Brief - Restate the following entries exactly, including every line.

*** Data under study ***

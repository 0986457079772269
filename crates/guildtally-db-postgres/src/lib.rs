//! # guildtally-db-postgres
//!
//! PostgreSQL storage backend for guildtally counter records.
//!
//! Persists one row per guild in the `counters` table, whose columns are
//! exactly the [`guildtally_core::CounterRecord`] fields: the enabled flags
//! in their compact 3-character form, the three channel ids (NULL when never
//! created), the three name templates, the category id, locale, and channel
//! kind. The table is created idempotently at construction, so every start
//! may run the setup.

mod config;
mod error;
mod row;
mod schema;
mod storage;

pub use config::PostgresConfig;
pub use error::{PostgresError, is_unique_violation};
pub use storage::PostgresCounterStore;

*** End of Data under study ***

Completed task -
repository 0986457079772269
filename crates/guildtally-db-postgres/src/lib.rs
//! # guildtally-db-postgres
//!
//! PostgreSQL storage backend for guildtally counter records.
//!
//! Persists one row per guild in the `counters` table, whose columns are
//! exactly the [`guildtally_core::CounterRecord`] fields: the enabled flags
//! in their compact 3-character form, the three channel ids (NULL when never
//! created), the three name templates, the category id, locale, and channel
//! kind. The table is created idempotently at construction, so every start
//! may run the setup.

mod config;
mod error;
mod row;
mod schema;
mod storage;

pub use config::PostgresConfig;
pub use error::{PostgresError, is_unique_violation};
pub use storage::PostgresCounterStore;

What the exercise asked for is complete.